Figure 5. Hla specifically lyses ADAM10⁺ macrophages

(a) Leukocytes were isolated from peripheral blood or the peritoneal cavity and incubated with Hla (7.5 μg/ml) for 3h. Cell viability was assessed by flow cytometry. Data are representative of 3 mice from one of two experiments (blood) or more than 10 experiments (peritoneal cells). (b) Specific death of peritoneal macrophages, but not B cells or dendritic cells, in the presence of indicated concentrations of Hla. Symbols represent individual values from a single experiment using cells pooled from 3 mice. Data are representative of more than 10 independent experiments using a range of Hla concentrations and times. (c) In vitro live imaging of peritoneal macrophage cell death in the presence of Hla (7.5 μg/ml). Scale bar 10μm. 00:00, min:sec. Images are representative of two independent experiments using cells isolated from Csf1r-EGFP mice. (d) Death of GFP⁺ macrophages harvested from the skin of DPE-GFP mice following in vitro culture in the presence of Hla (12.5 μg/ml). Data are expressed as a percentage of total CD45⁺ cells and are representative of 2 independent experiments (n=4 mice/group). (e) ADAM10 expression levels on peritoneal leukocyte populations as determined by flow cytometry. Data are representative of 2 independent experiments (n=3 mice/group). (f) High level of ADAM10 expression by DPE-GFP⁺ cells from the skin. Data are from an individual mouse and are representative of 4 independent experiments using cells either from individual animals or pooled from 3 mice. (g) Absence of ADAM10 expression by neutrophils (Ly6G⁺ cells) in spleen. Data shown are from a single mouse in one of two experiments with a total of n=4 animals. (h) GI254023X mediated protection of peritoneal macrophages from Hla-induced lysis. One out of three experiments using cells pooled from 3 mice performed in quadruplicate is shown. Bars indicate mean±SD of technical replicates. MFI = geometric mean fluorescence intensity. Statistical analysis was performed as follows: (d) two-tailed t-test; (e) one-way ANOVA or (h) two-way ANOVA with Bonferroni’s multiple comparison test on log transformed data. *P<0.05; **P<0.01; ***P<0.0001.

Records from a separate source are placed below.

use std::process::Stdio;
use std::sync::Arc;
use std::time::Duration;

use async_trait::async_trait;
use serde::Deserialize;
use serde_json::json;
use tokio::io::{AsyncRead, AsyncReadExt};
use tokio::process::Command;
use tokio::time::timeout;

use super::{PathGuard, Tool, parse_input};
use crate::config::ToolLimits;
use crate::errors::ToolError;
use crate::llm::ToolDefinition;
use crate::util::truncate_output;

#[derive(Debug, Deserialize)]
pub struct BashInput {
    pub command: String,
    /// Milliseconds.
    pub timeout: Option<u64>,
}

/// Worker variables the agent's shell may see. Everything else, the
/// credential master key included, is withheld.
const PASSTHROUGH_ENV: &[&str] = &["PATH", "HOME", "LANG", "TERM", "USER", "TMPDIR"];

pub struct BashTool {
    guard: Arc<PathGuard>,
    default_timeout: Duration,
    byte_cap: u64,
    char_limit: usize,
    env: Vec<(String, String)>,
}

/// Keep only allowlisted variables from `vars`.
fn passthrough_env(vars: impl IntoIterator<Item = (String, String)>) -> Vec<(String, String)> {
    vars.into_iter()
        .filter(|(key, _)| PASSTHROUGH_ENV.contains(&key.as_str()))
        .collect()
}

/// Read at most `cap` bytes, then drain the rest so the child never blocks
/// on a full pipe.
async fn read_capped<R: AsyncRead + Unpin>(mut reader: R, cap: u64) -> std::io::Result<Vec<u8>> {
    let mut buf = Vec::new();
    (&mut reader).take(cap).read_to_end(&mut buf).await?;
    tokio::io::copy(&mut reader, &mut tokio::io::sink()).await?;
    Ok(buf)
}

impl BashTool {
    pub fn new(guard: Arc<PathGuard>, limits: &ToolLimits) -> Self {
        Self::with_env(guard, limits, std::env::vars())
    }

    /// Build the tool over an explicit parent environment, filtered
    /// through the allowlist.
    pub fn with_env(
        guard: Arc<PathGuard>,
        limits: &ToolLimits,
        vars: impl IntoIterator<Item = (String, String)>,
    ) -> Self {
        Self {
            guard,
            default_timeout: limits.bash_timeout(),
            byte_cap: limits.output_byte_cap,
            char_limit: limits.output_char_limit,
            env: passthrough_env(vars),
        }
    }

    pub async fn run(&self, input: BashInput) -> Result<String, ToolError> {
        let limit = input
            .timeout
            .map(Duration::from_millis)
            .unwrap_or(self.default_timeout);

        tracing::debug!(command = %input.command, timeout_ms = limit.as_millis() as u64, "bash tool");

        let mut child = Command::new("sh")
            .arg("-c")
            .arg(&input.command)
            .current_dir(self.guard.root())
            .stdin(Stdio::null())
            .stdout(Stdio::piped())
            .stderr(Stdio::piped())
            .env_clear()
            .envs(self.env.iter().map(|(k, v)| (k, v)))
            .env("GIT_TERMINAL_PROMPT", "0")
            .kill_on_drop(true)
            .spawn()?;

        let stdout = child.stdout.take();
        let stderr = child.stderr.take();
        let cap = self.byte_cap;
        let run = async {
            let out = async {
                match stdout {
                    Some(s) => read_capped(s, cap).await,
                    None => Ok(Vec::new()),
                }
            };
            let err = async {
                match stderr {
                    Some(s) => read_capped(s, cap).await,
                    None => Ok(Vec::new()),
                }
            };
            tokio::try_join!(out, err, child.wait())
        };

        let (out, err, status) = match timeout(limit, run).await {
            Ok(result) => result?,
            Err(_) => {
                let _ = child.kill().await;
                return Err(ToolError::Timeout {
                    millis: limit.as_millis() as u64,
                });
            }
        };

        let mut text = String::from_utf8_lossy(&out).into_owned();
        let stderr_text = String::from_utf8_lossy(&err);
        if !stderr_text.is_empty() {
            if !text.is_empty() && !text.ends_with('\n') {
                text.push('\n');
            }
            text.push_str(&stderr_text);
        }
        let text = truncate_output(&text, self.char_limit);

        if !status.success() {
            return Err(ToolError::CommandFailed {
                exit_code: status.code().unwrap_or(-1),
                output: text,
            });
        }
        if text.trim().is_empty() {
            return Ok("(no output)".to_string());
        }
        Ok(text)
    }
}

#[async_trait]
impl Tool for BashTool {
    fn name(&self) -> &'static str {
        "bash"
    }

    fn definition(&self) -> ToolDefinition {
        ToolDefinition {
            name: self.name().to_string(),
            description: format!(
                "Run a shell command in the repository root. Times out after {}s unless a \
                 timeout (milliseconds) is given. Long output is truncated.",
                self.default_timeout.as_secs()
            ),
            parameters: json!({
                "type": "object",
                "properties": {
                    "command": {"type": "string", "description": "Shell command to execute"},
                    "timeout": {"type": "integer", "description": "Timeout in milliseconds"}
                },
                "required": ["command"]
            }),
        }
    }

    async fn execute(&self, input: serde_json::Value) -> Result<String, ToolError> {
        self.run(parse_input(self.name(), input)?).await
    }
}
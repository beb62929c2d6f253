//! Language-model integration for the coding agent.
//!
//! A provider-neutral message model, the `LanguageModel` trait every client
//! implements, and the bounded tool-calling loop the worker drives.

mod agent;
mod anthropic;
mod openai;

pub use agent::{
    AgentRequest, AgentStep, AgentTranscript, StepControl, StepObserver, ToolInvocation,
    run_tool_loop,
};
pub use anthropic::AnthropicModel;
pub use openai::OpenAiChatModel;

use async_trait::async_trait;
use serde::{Deserialize, Serialize};

use crate::errors::LlmError;

#[derive(Debug, Clone, Copy, PartialEq, Eq, Serialize, Deserialize)]
#[serde(rename_all = "lowercase")]
pub enum Role {
    User,
    Assistant,
    Tool,
}

/// A tool invocation requested by the model.
#[derive(Debug, Clone, PartialEq, Serialize, Deserialize)]
pub struct ToolCall {
    pub id: String,
    pub name: String,
    pub arguments: serde_json::Value,
}

/// One conversation turn.
#[derive(Debug, Clone, PartialEq)]
pub struct ChatMessage {
    pub role: Role,
    pub content: String,
    /// Calls issued by an assistant turn.
    pub tool_calls: Vec<ToolCall>,
    /// The call a tool turn answers.
    pub tool_call_id: Option<String>,
    pub is_error: bool,
}

impl ChatMessage {
    pub fn user(content: impl Into<String>) -> Self {
        Self {
            role: Role::User,
            content: content.into(),
            tool_calls: Vec::new(),
            tool_call_id: None,
            is_error: false,
        }
    }

    pub fn assistant(content: Option<String>, tool_calls: Vec<ToolCall>) -> Self {
        Self {
            role: Role::Assistant,
            content: content.unwrap_or_default(),
            tool_calls,
            tool_call_id: None,
            is_error: false,
        }
    }

    pub fn tool_result(call_id: impl Into<String>, content: impl Into<String>, is_error: bool) -> Self {
        Self {
            role: Role::Tool,
            content: content.into(),
            tool_calls: Vec::new(),
            tool_call_id: Some(call_id.into()),
            is_error,
        }
    }
}

/// A tool the model may call, with a JSON-schema parameter description.
#[derive(Debug, Clone, PartialEq, Serialize, Deserialize)]
pub struct ToolDefinition {
    pub name: String,
    pub description: String,
    pub parameters: serde_json::Value,
}

#[derive(Debug, Clone)]
pub struct ToolCompletionRequest {
    pub system: String,
    pub messages: Vec<ChatMessage>,
    pub tools: Vec<ToolDefinition>,
    pub max_tokens: u32,
}

#[derive(Debug, Clone, Copy, PartialEq, Eq)]
pub enum FinishReason {
    Stop,
    ToolUse,
    Length,
    Unknown,
}

#[derive(Debug, Clone)]
pub struct ToolCompletionResponse {
    pub content: Option<String>,
    pub tool_calls: Vec<ToolCall>,
    pub finish_reason: FinishReason,
    pub input_tokens: u32,
    pub output_tokens: u32,
}

/// A model that can take part in a tool-calling conversation.
#[async_trait]
pub trait LanguageModel: Send + Sync {
    fn model_name(&self) -> &str;

    async fn complete_with_tools(
        &self,
        request: ToolCompletionRequest,
    ) -> Result<ToolCompletionResponse, LlmError>;
}

/// Map a non-2xx model API response onto an `LlmError`.
pub(crate) fn status_error(provider: &str, status: u16, body: &str) -> LlmError {
    match status {
        401 | 403 => LlmError::AuthFailed {
            provider: provider.to_string(),
        },
        429 => LlmError::RateLimited {
            provider: provider.to_string(),
        },
        _ => LlmError::Api {
            provider: provider.to_string(),
            status,
            message: api_error_message(body),
        },
    }
}

/// Pull `error.message` (or `message`) out of a JSON error body, falling
/// back to a prefix of the raw body.
fn api_error_message(body: &str) -> String {
    if let Ok(value) = serde_json::from_str::<serde_json::Value>(body) {
        let message = value
            .pointer("/error/message")
            .or_else(|| value.get("message"))
            .and_then(|m| m.as_str());
        if let Some(message) = message {
            return message.to_string();
        }
    }
    body.chars().take(512).collect()
}

#[cfg(test)]
mod tests {
    use super::*;

    #[test]
    fn test_status_error_mapping() {
        assert!(matches!(
            status_error("anthropic", 401, ""),
            LlmError::AuthFailed { .. }
        ));
        assert!(matches!(
            status_error("openai", 429, ""),
            LlmError::RateLimited { .. }
        ));
        match status_error(
            "anthropic",
            400,
            r#"{"type":"error","error":{"type":"invalid_request_error","message":"max_tokens too large"}}"#,
        ) {
            LlmError::Api {
                status, message, ..
            } => {
                assert_eq!(status, 400);
                assert_eq!(message, "max_tokens too large");
            }
            other => panic!("Expected Api error, got {other:?}"),
        }
    }

    #[test]
    fn test_api_error_message_falls_back_to_body() {
        assert_eq!(api_error_message("upstream exploded"), "upstream exploded");
        assert_eq!(api_error_message(r#"{"message":"nope"}"#), "nope");
    }

    #[test]
    fn test_message_constructors() {
        let msg = ChatMessage::tool_result("call_1", "Error: boom", true);
        assert_eq!(msg.role, Role::Tool);
        assert_eq!(msg.tool_call_id.as_deref(), Some("call_1"));
        assert!(msg.is_error);
        let msg = ChatMessage::assistant(None, Vec::new());
        assert_eq!(msg.content, "");
    }
}
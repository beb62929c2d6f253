use std::path::{Path, PathBuf};
use std::sync::Arc;

use async_trait::async_trait;
use serde::Deserialize;
use serde_json::json;

use super::{PathGuard, Tool, parse_input};
use crate::errors::ToolError;
use crate::llm::ToolDefinition;

#[derive(Debug, Deserialize)]
pub struct WriteInput {
    pub path: String,
    pub content: String,
}

pub struct WriteTool {
    guard: Arc<PathGuard>,
}

impl WriteTool {
    pub fn new(guard: Arc<PathGuard>) -> Self {
        Self { guard }
    }

    pub async fn write(&self, input: WriteInput) -> Result<String, ToolError> {
        let path = self.guard.resolve(&input.path)?;
        if path.is_dir() {
            return Err(ToolError::InvalidInput {
                tool: "write".to_string(),
                message: format!("{} is a directory", input.path),
            });
        }
        if let Some(parent) = path.parent() {
            tokio::fs::create_dir_all(parent).await?;
        }
        write_atomic(&path, input.content.as_bytes()).await?;

        let lines = input.content.lines().count();
        Ok(format!("Wrote {lines} lines to {}", input.path))
    }
}

fn temp_sibling(path: &Path) -> PathBuf {
    let name = path
        .file_name()
        .map(|n| n.to_string_lossy().into_owned())
        .unwrap_or_default();
    path.with_file_name(format!(".{name}.{}.tmp", uuid::Uuid::new_v4().simple()))
}

/// Write through a sibling temp file and rename it over `path`.
pub(crate) async fn write_atomic(path: &Path, content: &[u8]) -> std::io::Result<()> {
    let tmp = temp_sibling(path);
    if let Err(e) = tokio::fs::write(&tmp, content).await {
        let _ = tokio::fs::remove_file(&tmp).await;
        return Err(e);
    }
    if let Err(e) = tokio::fs::rename(&tmp, path).await {
        let _ = tokio::fs::remove_file(&tmp).await;
        return Err(e);
    }
    Ok(())
}

#[async_trait]
impl Tool for WriteTool {
    fn name(&self) -> &'static str {
        "write"
    }

    fn definition(&self) -> ToolDefinition {
        ToolDefinition {
            name: self.name().to_string(),
            description: "Create or overwrite a file with the given content. Parent directories \
                          are created as needed."
                .to_string(),
            parameters: json!({
                "type": "object",
                "properties": {
                    "path": {"type": "string", "description": "Path relative to the repository root"},
                    "content": {"type": "string", "description": "Full new content of the file"}
                },
                "required": ["path", "content"]
            }),
        }
    }

    async fn execute(&self, input: serde_json::Value) -> Result<String, ToolError> {
        self.write(parse_input(self.name(), input)?).await
    }
}
//! Anthropic Messages API client.

use std::time::Duration;

use async_trait::async_trait;
use reqwest::Client;
use secrecy::{ExposeSecret, SecretString};
use serde::{Deserialize, Serialize};

use super::{
    ChatMessage, FinishReason, LanguageModel, Role, ToolCall, ToolCompletionRequest,
    ToolCompletionResponse, status_error,
};
use crate::errors::LlmError;

pub const DEFAULT_BASE_URL: &str = "https://api.anthropic.com";
const API_VERSION: &str = "2023-06-01";
const PROVIDER: &str = "anthropic";

pub struct AnthropicModel {
    client: Client,
    api_key: SecretString,
    model: String,
    base_url: String,
}

impl AnthropicModel {
    pub fn new(api_key: SecretString, model: impl Into<String>, base_url: Option<String>) -> Result<Self, LlmError> {
        let client = Client::builder()
            .timeout(Duration::from_secs(300))
            .build()
            .map_err(|e| LlmError::RequestFailed {
                provider: PROVIDER.to_string(),
                reason: format!("Failed to build HTTP client: {}", e),
            })?;
        Ok(Self {
            client,
            api_key,
            model: model.into(),
            base_url: base_url.unwrap_or_else(|| DEFAULT_BASE_URL.to_string()),
        })
    }

    fn url(&self) -> String {
        format!("{}/v1/messages", self.base_url.trim_end_matches('/'))
    }
}

#[derive(Debug, Serialize)]
struct MessagesRequest<'a> {
    model: &'a str,
    max_tokens: u32,
    system: &'a str,
    messages: Vec<WireMessage>,
    #[serde(skip_serializing_if = "Vec::is_empty")]
    tools: Vec<WireTool>,
}

#[derive(Debug, Serialize)]
struct WireMessage {
    role: &'static str,
    content: Vec<ContentBlock>,
}

#[derive(Debug, Serialize, Deserialize)]
#[serde(tag = "type", rename_all = "snake_case")]
enum ContentBlock {
    Text {
        text: String,
    },
    ToolUse {
        id: String,
        name: String,
        input: serde_json::Value,
    },
    ToolResult {
        tool_use_id: String,
        content: String,
        #[serde(skip_serializing_if = "std::ops::Not::not", default)]
        is_error: bool,
    },
    #[serde(other)]
    Unsupported,
}

#[derive(Debug, Serialize)]
struct WireTool {
    name: String,
    description: String,
    input_schema: serde_json::Value,
}

#[derive(Debug, Deserialize)]
struct MessagesResponse {
    content: Vec<ContentBlock>,
    stop_reason: Option<String>,
    #[serde(default)]
    usage: Usage,
}

#[derive(Debug, Default, Deserialize)]
struct Usage {
    #[serde(default)]
    input_tokens: u32,
    #[serde(default)]
    output_tokens: u32,
}

/// Convert the neutral history into Messages API turns. Consecutive tool
/// results are merged into a single user turn of `tool_result` blocks.
fn to_wire_messages(messages: &[ChatMessage]) -> Vec<WireMessage> {
    let mut out: Vec<WireMessage> = Vec::new();
    for msg in messages {
        match msg.role {
            Role::User => out.push(WireMessage {
                role: "user",
                content: vec![ContentBlock::Text {
                    text: msg.content.clone(),
                }],
            }),
            Role::Assistant => {
                let mut content = Vec::new();
                if !msg.content.is_empty() {
                    content.push(ContentBlock::Text {
                        text: msg.content.clone(),
                    });
                }
                for call in &msg.tool_calls {
                    content.push(ContentBlock::ToolUse {
                        id: call.id.clone(),
                        name: call.name.clone(),
                        input: call.arguments.clone(),
                    });
                }
                out.push(WireMessage {
                    role: "assistant",
                    content,
                });
            }
            Role::Tool => {
                let block = ContentBlock::ToolResult {
                    tool_use_id: msg.tool_call_id.clone().unwrap_or_default(),
                    content: msg.content.clone(),
                    is_error: msg.is_error,
                };
                match out.last_mut() {
                    Some(last)
                        if last.role == "user"
                            && last
                                .content
                                .iter()
                                .all(|b| matches!(b, ContentBlock::ToolResult { .. })) =>
                    {
                        last.content.push(block);
                    }
                    _ => out.push(WireMessage {
                        role: "user",
                        content: vec![block],
                    }),
                }
            }
        }
    }
    out
}

#[async_trait]
impl LanguageModel for AnthropicModel {
    fn model_name(&self) -> &str {
        &self.model
    }

    async fn complete_with_tools(
        &self,
        request: ToolCompletionRequest,
    ) -> Result<ToolCompletionResponse, LlmError> {
        let body = MessagesRequest {
            model: &self.model,
            max_tokens: request.max_tokens,
            system: &request.system,
            messages: to_wire_messages(&request.messages),
            tools: request
                .tools
                .into_iter()
                .map(|t| WireTool {
                    name: t.name,
                    description: t.description,
                    input_schema: t.parameters,
                })
                .collect(),
        };

        let url = self.url();
        tracing::debug!(url = %url, model = %self.model, messages = body.messages.len(), "Sending Anthropic request");

        let response = self
            .client
            .post(&url)
            .header("x-api-key", self.api_key.expose_secret())
            .header("anthropic-version", API_VERSION)
            .header("Content-Type", "application/json")
            .json(&body)
            .send()
            .await
            .map_err(|e| LlmError::RequestFailed {
                provider: PROVIDER.to_string(),
                reason: e.to_string(),
            })?;

        let status = response.status();
        let text = response.text().await.map_err(|e| LlmError::RequestFailed {
            provider: PROVIDER.to_string(),
            reason: format!("Failed to read response body: {}", e),
        })?;
        tracing::debug!(status = %status, "Anthropic response");

        if !status.is_success() {
            return Err(status_error(PROVIDER, status.as_u16(), &text));
        }

        let parsed: MessagesResponse =
            serde_json::from_str(&text).map_err(|e| LlmError::InvalidResponse {
                provider: PROVIDER.to_string(),
                reason: format!("JSON parse error: {}", e),
            })?;

        let mut texts = Vec::new();
        let mut tool_calls = Vec::new();
        for block in parsed.content {
            match block {
                ContentBlock::Text { text } => texts.push(text),
                ContentBlock::ToolUse { id, name, input } => tool_calls.push(ToolCall {
                    id,
                    name,
                    arguments: input,
                }),
                ContentBlock::ToolResult { .. } | ContentBlock::Unsupported => {}
            }
        }

        let finish_reason = match parsed.stop_reason.as_deref() {
            Some("end_turn") | Some("stop_sequence") => FinishReason::Stop,
            Some("tool_use") => FinishReason::ToolUse,
            Some("max_tokens") => FinishReason::Length,
            _ if !tool_calls.is_empty() => FinishReason::ToolUse,
            _ => FinishReason::Unknown,
        };

        Ok(ToolCompletionResponse {
            content: if texts.is_empty() {
                None
            } else {
                Some(texts.join("\n"))
            },
            tool_calls,
            finish_reason,
            input_tokens: parsed.usage.input_tokens,
            output_tokens: parsed.usage.output_tokens,
        })
    }
}
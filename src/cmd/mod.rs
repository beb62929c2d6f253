//! CLI command implementations.
//!
//! | Module      | Commands handled |
//! |-------------|------------------|
//! | `job`       | `Job`            |
//! | `post`      | `Post`           |
//! | `repo`      | `Repo`           |
//! | `secret`    | `Secret`         |
//! | `providers` | `Providers`      |

pub mod job;
pub mod post;
pub mod providers;
pub mod repo;
pub mod secret;

pub use job::cmd_job;
pub use post::cmd_post;
pub use providers::cmd_providers;
pub use repo::cmd_repo;
pub use secret::cmd_secret;
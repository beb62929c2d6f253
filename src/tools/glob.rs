use std::path::{Path, PathBuf};
use std::sync::Arc;
use std::time::Duration;

use ::glob::{MatchOptions, Pattern};
use async_trait::async_trait;
use serde::Deserialize;
use serde_json::json;
use walkdir::WalkDir;

use super::{PathGuard, Tool, is_excluded, parse_input};
use crate::config::ToolLimits;
use crate::errors::ToolError;
use crate::llm::ToolDefinition;

#[derive(Debug, Deserialize)]
pub struct GlobInput {
    pub pattern: String,
    pub path: Option<String>,
}

pub struct GlobTool {
    guard: Arc<PathGuard>,
    max_results: usize,
    timeout: Duration,
}

/// Primary listing through the glob crate. `Err` when the pattern is not
/// a valid glob.
fn glob_files(base: &Path, pattern: &str, root: &Path, max: usize) -> Result<Vec<PathBuf>, String> {
    let full = base.join(pattern);
    let full = full.to_str().ok_or_else(|| "pattern is not valid UTF-8".to_string())?;
    let entries = ::glob::glob(full).map_err(|e| e.to_string())?;

    let mut files = Vec::new();
    for path in entries.flatten() {
        if !path.is_file() {
            continue;
        }
        let Ok(rel) = path.strip_prefix(root) else {
            continue;
        };
        if is_excluded(rel) {
            continue;
        }
        files.push(path);
        if files.len() > max {
            break;
        }
    }
    Ok(files)
}

/// Fallback: walk `base` and match each relative path, or its file name,
/// against the pattern. An unparseable pattern degrades to a substring
/// match on the file name.
fn walk_files(base: &Path, pattern: &str, root: &Path, max: usize) -> Vec<PathBuf> {
    let compiled = Pattern::new(pattern).ok();
    let needle: String = pattern
        .chars()
        .filter(|c| !matches!(c, '*' | '?' | '[' | ']'))
        .collect();
    let options = MatchOptions {
        case_sensitive: true,
        require_literal_separator: false,
        require_literal_leading_dot: false,
    };

    let mut files = Vec::new();
    let walker = WalkDir::new(base).into_iter().filter_entry(|e| {
        e.path()
            .strip_prefix(root)
            .map(|rel| !is_excluded(rel))
            .unwrap_or(false)
    });
    for entry in walker.flatten() {
        if !entry.file_type().is_file() {
            continue;
        }
        let Ok(rel) = entry.path().strip_prefix(base) else {
            continue;
        };
        let name = entry.file_name().to_string_lossy();
        let matched = match &compiled {
            Some(p) => p.matches_path_with(rel, options) || p.matches_with(&name, options),
            None => !needle.is_empty() && name.contains(&needle),
        };
        if matched {
            files.push(entry.into_path());
            if files.len() > max {
                break;
            }
        }
    }
    files
}

impl GlobTool {
    pub fn new(guard: Arc<PathGuard>, limits: &ToolLimits) -> Self {
        Self {
            guard,
            max_results: limits.glob_max_results,
            timeout: limits.search_timeout(),
        }
    }

    pub async fn search(&self, input: GlobInput) -> Result<String, ToolError> {
        let base = self.guard.resolve(input.path.as_deref().unwrap_or("."))?;
        // The pattern itself may not climb out of the checkout.
        self.guard.resolve_from(&base, &input.pattern)?;
        if !base.is_dir() {
            return Ok(format!("No files found matching pattern: {}", input.pattern));
        }

        let root = self.guard.root().to_path_buf();
        let pattern = input.pattern.clone();
        let max = self.max_results;
        let task = tokio::task::spawn_blocking(move || {
            match glob_files(&base, &pattern, &root, max) {
                Ok(files) => files,
                Err(e) => {
                    tracing::debug!(error = %e, "glob failed, falling back to directory walk");
                    walk_files(&base, &pattern, &root, max)
                }
            }
        });

        let mut files = match tokio::time::timeout(self.timeout, task).await {
            Ok(Ok(files)) => files,
            Ok(Err(e)) => {
                tracing::warn!(error = %e, "glob task failed");
                Vec::new()
            }
            Err(_) => {
                return Ok(format!(
                    "Search timed out after {}s: {}",
                    self.timeout.as_secs(),
                    input.pattern
                ));
            }
        };

        if files.is_empty() {
            return Ok(format!("No files found matching pattern: {}", input.pattern));
        }

        let truncated = files.len() > self.max_results;
        files.truncate(self.max_results);
        let mut listing: Vec<String> = files.iter().map(|p| self.guard.relativize(p)).collect();
        listing.sort();
        let mut out = listing.join("\n");
        if truncated {
            out.push_str(&format!(
                "\n\n(results truncated at {} files)",
                self.max_results
            ));
        }
        Ok(out)
    }
}

#[async_trait]
impl Tool for GlobTool {
    fn name(&self) -> &'static str {
        "glob"
    }

    fn definition(&self) -> ToolDefinition {
        ToolDefinition {
            name: self.name().to_string(),
            description: format!(
                "Find files by glob pattern such as \"src/**/*.ts\". Returns at most {} paths.",
                self.max_results
            ),
            parameters: json!({
                "type": "object",
                "properties": {
                    "pattern": {"type": "string", "description": "Glob pattern"},
                    "path": {"type": "string", "description": "Directory to search from (default: repository root)"}
                },
                "required": ["pattern"]
            }),
        }
    }

    async fn execute(&self, input: serde_json::Value) -> Result<String, ToolError> {
        self.search(parse_input(self.name(), input)?).await
    }
}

Figure 6. Specific lysis of DPE-GFP⁺ PVM by ΔHla S. aureus in vivo

(a) Intravital multi-photon images showing phagocytosis of WT and ΔHla S. aureus (red) by DPE-GFP⁺ macrophages (green). Single cell images have been rotated to highlight bacterial uptake (arrows). A GFP⁺ macrophage that is lysed during the course of the video is circled. HF, autofluorescent hair follicle. Data are representative of n=2 mice/group from one of two independent experiments. (b) Intravital multi-photon images of ear skin of DPE-GFP mice (macrophage, MΦ) 2h p.i. with RFP-expressing WT S. aureus, ΔHla S. aureus or fluorescent beads. Effects of WT S. aureus infection in ear skin on dermal dendritic cells (CD11c-YFP⁺) or γδ T cells (CXCR6-GFP⁺) are also shown. Scale bar, 60 μm. Numbers represent time in hr:min:sec, Pooled data from 2 independent experiments are shown. n=6 for PVM from DPE-GFP mice infected with WT S. aureus and n=3 mice for all other groups. (c) Graph representing quantitative analysis of macrophage, DC, and T cells as shown in (b). Keratinocyte death (Kerat) was analyzed in mT/mG mice using WT S. aureus. Bars represent mean±SEM. Statistical analysis was performed using one-way ANOVA and Bonferroni’s multiple comparison test. (d) absolute numbers of neutrophils with phagocytosed RFP-expressing WT or ΔHla S. aureus in the skin 12h p.i. Data show mean±SD of 3 mice/group and are representative of two independent experiments. Error bars indicate SD. **P<0.01; n.s., not significant.